By definition the development of the malignant phenotype dramatically affects the biology of the cell with a major impact on the inhibition of normal patterns of cellular differentiation, senescence, ageing and programmed cell death [25]. The result of these processes is to lead to the accumulation of excess cells, a lack of control of numbers, abnormal development patterns and the inhibition of apoptosis that is normal part of the natural history of healthy cells.

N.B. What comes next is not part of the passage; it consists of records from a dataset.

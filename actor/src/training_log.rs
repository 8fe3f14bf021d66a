//! Persistent run history, used to resume after a restart.
//!
//! Written as JSON after every completed iteration with the same
//! write-then-rename approach as the stats file.

use std::fs;
use std::io::Write;
use std::path::Path;

use anyhow::{Context, Result};
use games_ultimate::Outcome;
use serde::{Deserialize, Serialize};
use tracing::{debug, info};

use crate::evaluation::{EloHistory, EvalGame};

/// Summary of one self-play iteration.
#[derive(Debug, Clone, PartialEq, Serialize, Deserialize)]
pub struct IterationSummary {
    pub iteration: u32,
    pub games: u32,
    pub examples: u32,
    pub x_wins: u32,
    pub o_wins: u32,
    pub draws: u32,
    pub skipped_draws: u32,
    pub avg_plies: f64,
    pub elapsed_secs: f64,
    /// Evaluator that played the games (file path or "uniform").
    pub model: String,
}

/// One evaluation game as stored in the log.
#[derive(Debug, Clone, PartialEq, Serialize, Deserialize)]
pub struct EvaluationRecord {
    pub iteration: u32,
    pub opponent_iteration: u32,
    pub game: u32,
    /// +1 X won, -1 O won, 0 draw.
    pub outcome: i8,
    pub plies: u32,
    /// 'x' or 'o'
    pub model_player: char,
}

impl EvaluationRecord {
    pub fn new(iteration: u32, opponent_iteration: u32, game: &EvalGame) -> Self {
        Self {
            iteration,
            opponent_iteration,
            game: game.game,
            outcome: match game.outcome {
                Outcome::Win(p) => p.sign() as i8,
                Outcome::Draw | Outcome::InProgress => 0,
            },
            plies: game.plies,
            model_player: game.model_player.symbol(),
        }
    }
}

#[derive(Debug, Clone, PartialEq, Serialize, Deserialize)]
pub struct TrainingLog {
    /// Last completed iteration (0 before the first one).
    pub iteration: u32,
    pub training: Vec<IterationSummary>,
    pub evaluation: Vec<EvaluationRecord>,
    pub elo: EloHistory,
}

impl TrainingLog {
    pub fn new(initial_elo: f64) -> Self {
        Self {
            iteration: 0,
            training: Vec::new(),
            evaluation: Vec::new(),
            elo: EloHistory::new(initial_elo),
        }
    }

    /// Load the log at `path`, or start a fresh one if it does not exist.
    pub fn load_or_new(path: &Path, initial_elo: f64) -> Result<Self> {
        if !path.exists() {
            debug!(path = %path.display(), "no training log, starting fresh");
            return Ok(Self::new(initial_elo));
        }

        let content = fs::read_to_string(path)
            .with_context(|| format!("failed to read training log {}", path.display()))?;
        let log: Self = serde_json::from_str(&content)
            .with_context(|| format!("failed to parse training log {}", path.display()))?;
        info!(
            path = %path.display(),
            iteration = log.iteration,
            evaluations = log.elo.player.len().saturating_sub(1),
            "Resuming from training log"
        );
        Ok(log)
    }

    /// Write the log atomically (temp file, then rename).
    pub fn save(&self, path: &Path) -> Result<()> {
        if let Some(parent) = path.parent() {
            fs::create_dir_all(parent)?;
        }

        let json = serde_json::to_string_pretty(self)?;
        let temp_path = path.with_extension("json.tmp");
        {
            let mut file = fs::File::create(&temp_path)?;
            file.write_all(json.as_bytes())?;
        }
        fs::rename(&temp_path, path)?;

        debug!(path = %path.display(), iteration = self.iteration, "Wrote training log");
        Ok(())
    }

    /// Iteration to run next.
    pub fn next_iteration(&self) -> u32 {
        self.iteration + 1
    }
}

The most dramatic impact of the onset of the malignant phenotype on altering cellular development can be seen in B and T cell malignancies which arise at a number of differing points along the normal but complex linear lymphocyte development pathways. In these malignancies, the malignant cells appear to become developmentally frozen with no further progression in the normal inear development of these cells from the time of the onset of the malignant phenotype [26]. As a result B cell malignancies that arise at differing points in B cell development can give rise to a wide spectrum of malignancies ranging from acute lymphocyctic leukemia (ALL), through chronic lymphocytic leukemia (CLL), mantle cell lymphoma, diffuse large B cell lymphoma (DLBCL), Hodgkin’s disease, follicular lymphoma, and on to multiple myeloma. The actual diagnosis and treatment related prognosis being dependant on the point in B cell development when the malignant phenotype is established and further cellular development halted [27].

More recently we have postulated how the impact of the onset of malignancy on freezing the cells normal developmental progression may leave malignant cells developing at certain normally transient but key developmental points with fixed heightened physiological pro-apoptotic potential [3]. For each of the chemotherapy curable malignancies there appears to be a close association with a unique physiological genetic event and their naturally associated relevant pro-apoptotic pathways. These events are nuclear fusion for gestational trophoblast tumors, meiosis for germ cell tumours, VDJ recombination for ALL and anaplastic lymphoma kinase (ALK) + ve T cell NHL, somatic hypermutation (SHM) for DLBCL, Hodgkin’s disease and Burkitt’s lymphoma and gastrulation for the rare childhood malignancies. Based on the assumption that the onset of malignancy occurs closely related to these events, we have postulated the persistence of the naturally upregulated pro-apoptotic machinery associated with these events remaining active and that this may be a likely major contributor to the ease of cure of these malignancies with chemotherapy treatment [4].

Cancer cell of origin, ABC transporter proteins and chemotherapy sensitivity

Alongside the major contribution made to chemotherapy responses of the chemotherapy curable malignancies by the apoptotic sensitivity associated with their associated unique genetic developments, the ABC transport proteins also plays an important role in determining chemotherapy responses [28, 29].

A number of studies have indicated that the expression of this family of molecules is associated with a reduction in the efficacy of chemotherapy as a result of the increased efflux of drugs from cancer cells [30, 31]. However despite this important role, clinical developments to reverse this impact have not to date been of significant success [3235].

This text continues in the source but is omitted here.